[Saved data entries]
● ● ●

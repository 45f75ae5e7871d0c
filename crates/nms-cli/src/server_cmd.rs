use std::net::SocketAddr;

use anyhow::{Context, Result};
use nms_core::wire::{NetTaskFrame, TaskType};
use nms_net::tcp::GreetingServer;
use nms_net::{HandshakeEvent, NetConfig, Server, UdpEndpoint};
use tokio::{signal, sync::mpsc};
use tracing::{error, info};

fn register_handlers<T: nms_net::Transport>(server: &mut Server<T>) {
    let tasks = server.tasks_mut();
    tasks.register(TaskType::RequestRegister, |f: &NetTaskFrame| {
        info!(agent = f.agent_id, "register: {}", String::from_utf8_lossy(&f.payload));
        Some(format!("registered {}", f.agent_id).into_bytes())
    });
    tasks.register(TaskType::RequestMetrics, |f: &NetTaskFrame| {
        info!(agent = f.agent_id, seq = f.sequence_number, "metrics: {}", String::from_utf8_lossy(&f.payload));
        Some(b"ok".to_vec())
    });
    // No task queue yet: every agent is told there is nothing to do.
    tasks.register(TaskType::RequestTask, |_: &NetTaskFrame| Some(Vec::new()));
}

pub async fn run(cfg: NetConfig) -> Result<()> {
    let tcp_addr = cfg.tcp_target()?.socket_addr();
    let udp_addr: SocketAddr = cfg.udp_target()?.socket_addr();

    let greeter = GreetingServer::bind(tcp_addr)
        .await
        .with_context(|| format!("binding tcp {tcp_addr}"))?;
    let mut tcp_task = tokio::spawn(greeter.run());

    let mut endpoint = UdpEndpoint::bind(udp_addr)
        .await
        .with_context(|| format!("binding udp {udp_addr}"))?;
    let (events_tx, mut events_rx) = mpsc::unbounded_channel();
    let mut server = Server::new(endpoint.transport(), cfg.signer()?, cfg.handshake_cfg()?)
        .with_events(events_tx);
    register_handlers(&mut server);
    endpoint.spawn(server, cfg.tick())?;

    info!(tcp = %tcp_addr, udp = %udp_addr, "server listening");

    loop {
        tokio::select! {
            Some((peer, event)) = events_rx.recv() => match event {
                HandshakeEvent::Authenticated => info!(%peer, "agent authenticated"),
                HandshakeEvent::Closed(reason) => info!(%peer, ?reason, "agent session closed"),
                HandshakeEvent::Message(_) => {}
            },
            res = &mut tcp_task => {
                match res {
                    Ok(Err(e)) => error!("tcp listener failed: {e}"),
                    Err(e) => error!("tcp listener task: {e}"),
                    Ok(Ok(())) => {}
                }
                break;
            }
            _ = signal::ctrl_c() => {
                info!("Ctrl+C received, shutting down");
                break;
            }
        }
    }

    tcp_task.abort();
    endpoint.close().await;
    Ok(())
}
//! # Offline Mutations
//!
//! Mutations that fail for lack of connectivity are parked in a durable queue
//! and replayed by the network monitor when the device comes back online.
//!
//! ## Key Components
//!
//! - `queue.rs`: `OfflineQueue`, `QueueItem`, and the `QueueReplayer` seam the
//!   API layer implements

pub mod queue;

// Re-export main types
pub use queue::{FlushOutcome, FlushReport, MutationKind, OfflineQueue, QueueItem, QueueReplayer};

● ● ●

Assignment
From the first line to the last, retype the records exactly.

Your response
repository 45f75ae5e7871d0c
filename crates/nms-cli/src/server_cmd.rs
use std::net::SocketAddr;

use anyhow::{Context, Result};
use nms_core::wire::{NetTaskFrame, TaskType};
use nms_net::tcp::GreetingServer;
use nms_net::{HandshakeEvent, NetConfig, Server, UdpEndpoint};
use tokio::{signal, sync::mpsc};
use tracing::{error, info};

fn register_handlers<T: nms_net::Transport>(server: &mut Server<T>) {
    let tasks = server.tasks_mut();
    tasks.register(TaskType::RequestRegister, |f: &NetTaskFrame| {
        info!(agent = f.agent_id, "register: {}", String::from_utf8_lossy(&f.payload));
        Some(format!("registered {}", f.agent_id).into_bytes())
    });
    tasks.register(TaskType::RequestMetrics, |f: &NetTaskFrame| {
        info!(agent = f.agent_id, seq = f.sequence_number, "metrics: {}", String::from_utf8_lossy(&f.payload));
        Some(b"ok".to_vec())
    });
    // No task queue yet: every agent is told there is nothing to do.
    tasks.register(TaskType::RequestTask, |_: &NetTaskFrame| Some(Vec::new()));
}

pub async fn run(cfg: NetConfig) -> Result<()> {
    let tcp_addr = cfg.tcp_target()?.socket_addr();
    let udp_addr: SocketAddr = cfg.udp_target()?.socket_addr();

    let greeter = GreetingServer::bind(tcp_addr)
        .await
        .with_context(|| format!("binding tcp {tcp_addr}"))?;
    let mut tcp_task = tokio::spawn(greeter.run());

    let mut endpoint = UdpEndpoint::bind(udp_addr)
        .await
        .with_context(|| format!("binding udp {udp_addr}"))?;
    let (events_tx, mut events_rx) = mpsc::unbounded_channel();
    let mut server = Server::new(endpoint.transport(), cfg.signer()?, cfg.handshake_cfg()?)
        .with_events(events_tx);
    register_handlers(&mut server);
    endpoint.spawn(server, cfg.tick())?;

    info!(tcp = %tcp_addr, udp = %udp_addr, "server listening");

    loop {
        tokio::select! {
            Some((peer, event)) = events_rx.recv() => match event {
                HandshakeEvent::Authenticated => info!(%peer, "agent authenticated"),
                HandshakeEvent::Closed(reason) => info!(%peer, ?reason, "agent session closed"),
                HandshakeEvent::Message(_) => {}
            },
            res = &mut tcp_task => {
                match res {
                    Ok(Err(e)) => error!("tcp listener failed: {e}"),
                    Err(e) => error!("tcp listener task: {e}"),
                    Ok(Ok(())) => {}
                }
                break;
            }
            _ = signal::ctrl_c() => {
                info!("Ctrl+C received, shutting down");
                break;
            }
        }
    }

    tcp_task.abort();
    endpoint.close().await;
    Ok(())
}
//! # Offline Mutations
//!
//! Mutations that fail for lack of connectivity are parked in a durable queue
//! and replayed by the network monitor when the device comes back online.
//!
//! ## Key Components
//!
//! - `queue.rs`: `OfflineQueue`, `QueueItem`, and the `QueueReplayer` seam the
//!   API layer implements

pub mod queue;

// Re-export main types
pub use queue::{FlushOutcome, FlushReport, MutationKind, OfflineQueue, QueueItem, QueueReplayer};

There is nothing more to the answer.